*** Opening Dataset excerpts ***

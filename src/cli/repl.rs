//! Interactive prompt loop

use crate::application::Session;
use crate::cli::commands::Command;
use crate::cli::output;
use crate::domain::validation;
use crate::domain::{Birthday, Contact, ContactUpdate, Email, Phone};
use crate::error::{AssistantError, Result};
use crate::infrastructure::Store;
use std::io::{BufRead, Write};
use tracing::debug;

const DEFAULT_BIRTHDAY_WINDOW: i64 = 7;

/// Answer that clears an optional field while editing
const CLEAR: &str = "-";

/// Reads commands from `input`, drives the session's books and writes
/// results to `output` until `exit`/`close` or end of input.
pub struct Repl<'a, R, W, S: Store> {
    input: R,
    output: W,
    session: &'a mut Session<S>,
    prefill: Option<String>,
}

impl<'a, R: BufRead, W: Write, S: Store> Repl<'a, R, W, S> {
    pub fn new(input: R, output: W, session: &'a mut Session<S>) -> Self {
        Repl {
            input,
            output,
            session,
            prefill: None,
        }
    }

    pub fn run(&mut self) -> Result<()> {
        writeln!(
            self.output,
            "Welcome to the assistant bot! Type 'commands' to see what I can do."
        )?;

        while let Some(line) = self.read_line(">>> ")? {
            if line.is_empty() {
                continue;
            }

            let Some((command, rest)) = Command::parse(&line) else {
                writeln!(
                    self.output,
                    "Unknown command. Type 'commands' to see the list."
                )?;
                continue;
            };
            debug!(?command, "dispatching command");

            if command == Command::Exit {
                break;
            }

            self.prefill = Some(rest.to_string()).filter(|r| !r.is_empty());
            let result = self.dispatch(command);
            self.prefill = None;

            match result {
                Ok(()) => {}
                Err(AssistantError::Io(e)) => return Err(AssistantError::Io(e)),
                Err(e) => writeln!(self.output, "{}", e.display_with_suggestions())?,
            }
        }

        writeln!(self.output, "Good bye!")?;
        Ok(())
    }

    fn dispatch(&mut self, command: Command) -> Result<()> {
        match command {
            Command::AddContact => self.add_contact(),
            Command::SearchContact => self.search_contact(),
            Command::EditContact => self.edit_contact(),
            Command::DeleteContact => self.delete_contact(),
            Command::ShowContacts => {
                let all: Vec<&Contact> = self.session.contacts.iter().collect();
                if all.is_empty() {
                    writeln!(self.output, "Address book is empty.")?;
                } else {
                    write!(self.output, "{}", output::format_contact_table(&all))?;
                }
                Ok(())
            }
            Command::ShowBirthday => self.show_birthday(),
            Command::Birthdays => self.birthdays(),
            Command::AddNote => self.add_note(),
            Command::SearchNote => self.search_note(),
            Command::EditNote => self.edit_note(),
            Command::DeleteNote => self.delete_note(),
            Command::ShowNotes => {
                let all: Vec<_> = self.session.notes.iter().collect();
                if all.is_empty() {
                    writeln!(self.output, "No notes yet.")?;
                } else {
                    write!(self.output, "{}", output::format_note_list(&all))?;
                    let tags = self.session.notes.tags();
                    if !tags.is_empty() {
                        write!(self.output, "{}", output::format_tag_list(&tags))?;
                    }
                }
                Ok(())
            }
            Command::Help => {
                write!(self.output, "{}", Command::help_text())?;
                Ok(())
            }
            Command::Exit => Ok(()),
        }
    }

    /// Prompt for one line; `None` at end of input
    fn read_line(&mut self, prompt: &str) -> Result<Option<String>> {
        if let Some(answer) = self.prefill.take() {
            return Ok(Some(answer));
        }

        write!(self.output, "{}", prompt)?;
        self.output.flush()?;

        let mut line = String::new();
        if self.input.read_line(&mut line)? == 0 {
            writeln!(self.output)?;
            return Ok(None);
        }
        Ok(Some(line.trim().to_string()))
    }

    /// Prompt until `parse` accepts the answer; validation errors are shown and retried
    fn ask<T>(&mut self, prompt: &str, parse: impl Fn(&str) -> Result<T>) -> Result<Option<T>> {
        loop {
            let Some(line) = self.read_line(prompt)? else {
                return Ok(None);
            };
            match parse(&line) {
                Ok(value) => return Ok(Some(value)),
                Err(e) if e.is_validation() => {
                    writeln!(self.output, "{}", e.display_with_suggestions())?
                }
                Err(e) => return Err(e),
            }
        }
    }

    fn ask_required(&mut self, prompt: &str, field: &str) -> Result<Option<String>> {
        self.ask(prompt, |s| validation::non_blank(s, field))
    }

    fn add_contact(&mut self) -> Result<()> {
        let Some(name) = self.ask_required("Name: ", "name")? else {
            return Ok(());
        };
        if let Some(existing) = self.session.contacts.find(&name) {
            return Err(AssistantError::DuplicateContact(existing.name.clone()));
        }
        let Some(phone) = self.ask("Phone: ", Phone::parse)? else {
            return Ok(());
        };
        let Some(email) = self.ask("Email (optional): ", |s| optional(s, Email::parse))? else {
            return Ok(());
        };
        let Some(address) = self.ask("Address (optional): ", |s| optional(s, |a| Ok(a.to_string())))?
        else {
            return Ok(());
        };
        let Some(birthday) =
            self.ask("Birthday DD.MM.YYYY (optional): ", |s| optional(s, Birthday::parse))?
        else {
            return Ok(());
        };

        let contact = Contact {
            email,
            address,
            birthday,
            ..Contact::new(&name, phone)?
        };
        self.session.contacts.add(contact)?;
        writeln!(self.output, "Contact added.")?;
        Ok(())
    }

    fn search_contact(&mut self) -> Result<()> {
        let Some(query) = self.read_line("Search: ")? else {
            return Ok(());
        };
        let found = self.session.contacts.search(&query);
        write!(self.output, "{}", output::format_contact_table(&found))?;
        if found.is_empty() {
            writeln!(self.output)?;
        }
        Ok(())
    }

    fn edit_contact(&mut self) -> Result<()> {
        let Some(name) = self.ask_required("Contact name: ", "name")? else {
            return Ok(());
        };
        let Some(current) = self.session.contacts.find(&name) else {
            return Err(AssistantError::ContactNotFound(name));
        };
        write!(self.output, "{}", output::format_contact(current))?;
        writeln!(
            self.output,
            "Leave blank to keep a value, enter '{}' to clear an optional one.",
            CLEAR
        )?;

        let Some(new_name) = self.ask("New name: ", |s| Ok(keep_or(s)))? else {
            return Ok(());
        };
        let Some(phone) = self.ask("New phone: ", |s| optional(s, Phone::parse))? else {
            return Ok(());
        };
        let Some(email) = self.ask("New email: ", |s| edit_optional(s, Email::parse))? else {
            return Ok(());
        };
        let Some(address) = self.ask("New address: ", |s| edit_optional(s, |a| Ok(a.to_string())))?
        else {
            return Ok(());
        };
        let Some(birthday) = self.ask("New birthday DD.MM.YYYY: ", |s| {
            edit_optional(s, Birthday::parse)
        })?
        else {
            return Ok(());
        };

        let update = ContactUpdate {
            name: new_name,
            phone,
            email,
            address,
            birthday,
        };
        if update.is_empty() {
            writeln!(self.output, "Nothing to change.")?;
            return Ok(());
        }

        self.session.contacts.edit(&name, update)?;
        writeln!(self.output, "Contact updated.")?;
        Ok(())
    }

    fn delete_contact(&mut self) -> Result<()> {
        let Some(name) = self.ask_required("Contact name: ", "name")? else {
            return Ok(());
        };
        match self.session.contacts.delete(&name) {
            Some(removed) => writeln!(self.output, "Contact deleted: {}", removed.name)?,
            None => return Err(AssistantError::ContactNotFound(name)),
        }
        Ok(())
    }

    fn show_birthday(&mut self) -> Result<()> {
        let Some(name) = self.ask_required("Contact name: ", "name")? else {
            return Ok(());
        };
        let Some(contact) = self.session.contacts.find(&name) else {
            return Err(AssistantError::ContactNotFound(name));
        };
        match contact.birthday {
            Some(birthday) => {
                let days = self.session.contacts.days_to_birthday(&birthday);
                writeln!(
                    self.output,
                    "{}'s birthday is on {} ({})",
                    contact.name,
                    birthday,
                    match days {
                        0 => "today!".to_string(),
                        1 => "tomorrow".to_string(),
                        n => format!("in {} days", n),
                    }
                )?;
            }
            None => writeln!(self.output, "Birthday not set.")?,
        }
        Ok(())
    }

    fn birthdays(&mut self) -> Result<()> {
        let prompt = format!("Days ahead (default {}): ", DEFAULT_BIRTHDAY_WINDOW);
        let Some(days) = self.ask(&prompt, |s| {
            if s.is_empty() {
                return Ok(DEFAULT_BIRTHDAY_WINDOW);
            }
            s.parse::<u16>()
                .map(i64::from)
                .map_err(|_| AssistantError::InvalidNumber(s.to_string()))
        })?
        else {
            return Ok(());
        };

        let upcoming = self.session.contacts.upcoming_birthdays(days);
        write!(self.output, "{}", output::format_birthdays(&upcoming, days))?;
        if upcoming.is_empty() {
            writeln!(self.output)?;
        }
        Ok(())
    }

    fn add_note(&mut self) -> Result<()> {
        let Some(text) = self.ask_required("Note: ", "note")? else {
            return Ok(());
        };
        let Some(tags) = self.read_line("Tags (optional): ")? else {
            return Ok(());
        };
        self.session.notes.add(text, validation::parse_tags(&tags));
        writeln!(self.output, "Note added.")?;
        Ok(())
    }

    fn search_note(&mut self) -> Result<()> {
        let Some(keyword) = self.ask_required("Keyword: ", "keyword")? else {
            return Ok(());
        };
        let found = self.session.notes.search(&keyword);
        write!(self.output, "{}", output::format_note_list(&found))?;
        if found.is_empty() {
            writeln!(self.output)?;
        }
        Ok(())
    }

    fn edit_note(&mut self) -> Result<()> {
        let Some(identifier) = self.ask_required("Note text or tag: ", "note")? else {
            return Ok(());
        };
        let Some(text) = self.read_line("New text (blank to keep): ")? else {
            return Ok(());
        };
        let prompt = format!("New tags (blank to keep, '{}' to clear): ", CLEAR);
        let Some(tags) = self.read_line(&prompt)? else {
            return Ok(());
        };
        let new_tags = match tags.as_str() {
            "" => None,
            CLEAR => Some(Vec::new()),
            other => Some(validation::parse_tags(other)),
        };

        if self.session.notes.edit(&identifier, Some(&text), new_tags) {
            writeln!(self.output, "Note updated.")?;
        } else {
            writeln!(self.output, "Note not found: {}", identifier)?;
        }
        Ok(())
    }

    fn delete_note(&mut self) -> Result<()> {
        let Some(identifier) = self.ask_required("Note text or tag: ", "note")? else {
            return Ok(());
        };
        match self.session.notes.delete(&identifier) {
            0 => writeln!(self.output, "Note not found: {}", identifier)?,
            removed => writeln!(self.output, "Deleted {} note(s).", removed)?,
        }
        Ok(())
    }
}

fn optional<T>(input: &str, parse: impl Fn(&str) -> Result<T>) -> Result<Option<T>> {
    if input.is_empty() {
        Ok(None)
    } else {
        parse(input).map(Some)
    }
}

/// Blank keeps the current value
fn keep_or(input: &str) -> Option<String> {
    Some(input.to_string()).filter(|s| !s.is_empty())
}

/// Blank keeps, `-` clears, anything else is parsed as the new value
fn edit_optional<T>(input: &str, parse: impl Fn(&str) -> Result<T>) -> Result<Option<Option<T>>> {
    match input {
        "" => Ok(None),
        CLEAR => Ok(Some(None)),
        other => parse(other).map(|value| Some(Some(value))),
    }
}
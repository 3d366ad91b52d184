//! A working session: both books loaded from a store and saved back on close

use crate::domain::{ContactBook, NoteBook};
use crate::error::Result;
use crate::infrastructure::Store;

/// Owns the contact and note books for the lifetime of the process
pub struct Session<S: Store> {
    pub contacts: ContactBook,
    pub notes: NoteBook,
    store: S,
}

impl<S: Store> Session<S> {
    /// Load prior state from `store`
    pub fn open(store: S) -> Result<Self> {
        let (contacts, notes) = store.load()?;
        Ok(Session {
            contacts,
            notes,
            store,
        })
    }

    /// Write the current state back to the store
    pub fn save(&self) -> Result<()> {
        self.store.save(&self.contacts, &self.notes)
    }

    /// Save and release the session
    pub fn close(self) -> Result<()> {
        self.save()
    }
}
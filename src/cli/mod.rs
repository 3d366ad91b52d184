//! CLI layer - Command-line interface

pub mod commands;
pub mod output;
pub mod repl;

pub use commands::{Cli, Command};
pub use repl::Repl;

*** Closing Dataset excerpts ***

Exercise instructions: Exactly the lines from the one with "Load prior state" through the final line of the entries are to be returned, both ends included.

Task answer:
    /// Load prior state from `store`
    pub fn open(store: S) -> Result<Self> {
        let (contacts, notes) = store.load()?;
        Ok(Session {
            contacts,
            notes,
            store,
        })
    }

    /// Write the current state back to the store
    pub fn save(&self) -> Result<()> {
        self.store.save(&self.contacts, &self.notes)
    }

    /// Save and release the session
    pub fn close(self) -> Result<()> {
        self.save()
    }
}
filename src/cli/mod.rs
repository 3d366ad91b52d184
//! CLI layer - Command-line interface

pub mod commands;
pub mod output;
pub mod repl;

pub use commands::{Cli, Command};
pub use repl::Repl;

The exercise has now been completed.